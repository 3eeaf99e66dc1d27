//! Result type alias for Harvest

use super::errors::HarvestError;

/// Result type alias for Harvest operations
///
/// # Examples
///
/// ```
/// use harvest::domain::result::Result;
/// use harvest::domain::errors::HarvestError;
///
/// fn require_period(period: &str) -> Result<&str> {
///     if period.is_empty() {
///         return Err(HarvestError::Validation("Please select a period".to_string()));
///     }
///     Ok(period)
/// }
///
/// assert!(require_period("period=2024Q1").is_ok());
/// assert!(require_period("").is_err());
/// ```
pub type Result<T> = std::result::Result<T, HarvestError>;

#[cfg(test)]
mod tests {
    use super::*;
    use crate::domain::errors::Dhis2Error;

    #[test]
    fn test_result_err() {
        let result: Result<i32> = Err(HarvestError::Validation("test error".to_string()));
        assert!(result.is_err());
    }

    #[test]
    fn test_result_with_question_mark() -> Result<()> {
        fn inner() -> std::result::Result<i32, Dhis2Error> {
            Ok(42)
        }

        let value = inner()?;
        assert_eq!(value, 42);
        Ok(())
    }
}
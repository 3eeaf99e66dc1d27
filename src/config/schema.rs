//! Configuration schema types

use crate::config::SecretString;
use chrono::NaiveDate;
use serde::{Deserialize, Serialize};
use std::path::PathBuf;

/// Main Harvest configuration
///
/// This is the root configuration structure that maps to the TOML file.
#[derive(Debug, Clone, Serialize, Deserialize)]
pub struct HarvestConfig {
    /// Application-level settings
    #[serde(default)]
    pub application: ApplicationConfig,

    /// DHIS2 connection settings
    pub dhis2: Dhis2Config,

    /// Export output settings
    #[serde(default)]
    pub export: ExportConfig,

    /// Logging configuration
    #[serde(default)]
    pub logging: LoggingConfig,
}

impl HarvestConfig {
    /// Validates the configuration
    ///
    /// # Errors
    ///
    /// Returns an error if any configuration values are invalid
    pub fn validate(&self) -> Result<(), String> {
        self.application.validate()?;
        self.dhis2.validate()?;
        self.export.validate()?;
        self.logging.validate()?;
        Ok(())
    }
}

/// Application-level configuration
#[derive(Debug, Clone, Serialize, Deserialize)]
pub struct ApplicationConfig {
    /// Log level (trace, debug, info, warn, error)
    #[serde(default = "default_log_level")]
    pub log_level: String,
}

impl Default for ApplicationConfig {
    fn default() -> Self {
        Self {
            log_level: default_log_level(),
        }
    }
}

impl ApplicationConfig {
    fn validate(&self) -> Result<(), String> {
        let valid_levels = ["trace", "debug", "info", "warn", "error"];
        if !valid_levels.contains(&self.log_level.as_str()) {
            return Err(format!(
                "Invalid log_level '{}'. Must be one of: {}",
                self.log_level,
                valid_levels.join(", ")
            ));
        }
        Ok(())
    }
}

/// DHIS2 instance configuration
#[derive(Debug, Clone, Serialize, Deserialize)]
pub struct Dhis2Config {
    /// Instance URL, e.g. `https://play.dhis2.org/40`
    pub base_url: String,

    /// Username for Basic authentication
    pub username: String,

    /// Password for Basic authentication
    /// Stored securely in memory and automatically zeroized on drop
    pub password: SecretString,

    /// Request timeout in seconds
    #[serde(default = "default_timeout_seconds")]
    pub timeout_seconds: u64,

    /// TLS certificate verification enabled
    ///
    /// Only disable this against test instances with self-signed certificates.
    #[serde(default = "default_true")]
    pub tls_verify: bool,

    /// Optional HTTP(S) proxy every request is routed through
    #[serde(default)]
    pub proxy_url: Option<String>,
}

impl Dhis2Config {
    /// Base URL without a trailing slash
    pub fn instance_url(&self) -> &str {
        self.base_url.trim_end_matches('/')
    }

    fn validate(&self) -> Result<(), String> {
        use secrecy::ExposeSecret;

        if self.base_url.trim().is_empty() {
            return Err("dhis2.base_url cannot be empty".to_string());
        }

        if !self.base_url.starts_with("http://") && !self.base_url.starts_with("https://") {
            return Err("dhis2.base_url must start with http:// or https://".to_string());
        }

        if self.username.trim().is_empty() {
            return Err("dhis2.username cannot be empty".to_string());
        }

        if self.password.expose_secret().is_empty() {
            return Err("dhis2.password cannot be empty".to_string());
        }

        if self.timeout_seconds == 0 || self.timeout_seconds > 600 {
            return Err(format!(
                "dhis2.timeout_seconds must be between 1 and 600, got {}",
                self.timeout_seconds
            ));
        }

        if let Some(proxy) = &self.proxy_url {
            if url::Url::parse(proxy).is_err() {
                return Err(format!("dhis2.proxy_url '{proxy}' is not a valid URL"));
            }
        }

        Ok(())
    }
}

/// Export output configuration
#[derive(Debug, Clone, Serialize, Deserialize)]
pub struct ExportConfig {
    /// Directory the CSV file is written to
    #[serde(default = "default_output_dir")]
    pub output_dir: String,

    /// File name prefix; the export date and `.csv` are appended
    #[serde(default = "default_file_prefix")]
    pub file_prefix: String,
}

impl Default for ExportConfig {
    fn default() -> Self {
        Self {
            output_dir: default_output_dir(),
            file_prefix: default_file_prefix(),
        }
    }
}

impl ExportConfig {
    /// `<prefix>-<YYYY-MM-DD>.csv`
    pub fn file_name(&self, date: NaiveDate) -> String {
        format!("{}-{}.csv", self.file_prefix, date.format("%Y-%m-%d"))
    }

    /// Full output path for an export made on `date`
    pub fn output_path(&self, date: NaiveDate) -> PathBuf {
        PathBuf::from(&self.output_dir).join(self.file_name(date))
    }

    fn validate(&self) -> Result<(), String> {
        if self.file_prefix.trim().is_empty() {
            return Err("export.file_prefix cannot be empty".to_string());
        }

        if self.file_prefix.contains(['/', '\\']) {
            return Err(format!(
                "export.file_prefix '{}' must not contain path separators",
                self.file_prefix
            ));
        }

        Ok(())
    }
}

/// Logging configuration
#[derive(Debug, Clone, Serialize, Deserialize)]
pub struct LoggingConfig {
    /// Enable local JSON file logging
    #[serde(default)]
    pub local_enabled: bool,

    /// Local log directory
    #[serde(default = "default_local_path")]
    pub local_path: String,

    /// Log rotation strategy
    #[serde(default = "default_local_rotation")]
    pub local_rotation: String,
}

impl LoggingConfig {
    fn validate(&self) -> Result<(), String> {
        let valid_rotations = ["daily", "hourly", "never"];
        if !valid_rotations.contains(&self.local_rotation.as_str()) {
            return Err(format!(
                "Invalid logging.local_rotation '{}'. Must be one of: {}",
                self.local_rotation,
                valid_rotations.join(", ")
            ));
        }

        if self.local_enabled && self.local_path.trim().is_empty() {
            return Err("logging.local_path cannot be empty when local logging is enabled".to_string());
        }

        Ok(())
    }
}

impl Default for LoggingConfig {
    fn default() -> Self {
        Self {
            local_enabled: false,
            local_path: default_local_path(),
            local_rotation: default_local_rotation(),
        }
    }
}

// Default value functions
fn default_log_level() -> String {
    "info".to_string()
}

fn default_timeout_seconds() -> u64 {
    60
}

fn default_true() -> bool {
    true
}

fn default_output_dir() -> String {
    ".".to_string()
}

fn default_file_prefix() -> String {
    "dataset-export".to_string()
}

fn default_local_path() -> String {
    "./logs".to_string()
}

fn default_local_rotation() -> String {
    "daily".to_string()
}

#[cfg(test)]
mod tests {
    use super::*;
    use crate::config::secret_string;

    fn dhis2_config() -> Dhis2Config {
        Dhis2Config {
            base_url: "https://play.dhis2.org/40/".to_string(),
            username: "admin".to_string(),
            password: secret_string("district".to_string()),
            timeout_seconds: 60,
            tls_verify: true,
            proxy_url: None,
        }
    }

    fn config() -> HarvestConfig {
        HarvestConfig {
            application: ApplicationConfig::default(),
            dhis2: dhis2_config(),
            export: ExportConfig::default(),
            logging: LoggingConfig::default(),
        }
    }

    #[test]
    fn test_valid_config() {
        assert!(config().validate().is_ok());
    }

    #[test]
    fn test_instance_url_strips_trailing_slash() {
        assert_eq!(dhis2_config().instance_url(), "https://play.dhis2.org/40");
    }

    #[test]
    fn test_base_url_scheme_required() {
        let mut config = config();
        config.dhis2.base_url = "play.dhis2.org".to_string();
        let err = config.validate().unwrap_err();
        assert!(err.contains("http:// or https://"));
    }

    #[test]
    fn test_empty_password_rejected() {
        let mut config = config();
        config.dhis2.password = secret_string(String::new());
        assert!(config.validate().unwrap_err().contains("password"));
    }

    #[test]
    fn test_invalid_proxy_rejected() {
        let mut config = config();
        config.dhis2.proxy_url = Some("not a url".to_string());
        assert!(config.validate().unwrap_err().contains("proxy_url"));
    }

    #[test]
    fn test_invalid_log_level_rejected() {
        let mut config = config();
        config.application.log_level = "verbose".to_string();
        assert!(config.validate().is_err());
    }

    #[test]
    fn test_file_name_convention() {
        let export = ExportConfig::default();
        let date = NaiveDate::from_ymd_opt(2024, 3, 9).unwrap();
        assert_eq!(export.file_name(date), "dataset-export-2024-03-09.csv");
        assert_eq!(
            export.output_path(date),
            PathBuf::from(".").join("dataset-export-2024-03-09.csv")
        );
    }

    #[test]
    fn test_file_prefix_with_separator_rejected() {
        let mut config = config();
        config.export.file_prefix = "out/export".to_string();
        assert!(config.validate().is_err());
    }
}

* **ASSIGNMENT**
Gather each line of the records holding the string "impl".

* **WRITTEN SOLUTION**
impl HarvestConfig {
impl Default for ApplicationConfig {
impl ApplicationConfig {
impl Dhis2Config {
impl Default for ExportConfig {
impl ExportConfig {
impl LoggingConfig {
impl Default for LoggingConfig {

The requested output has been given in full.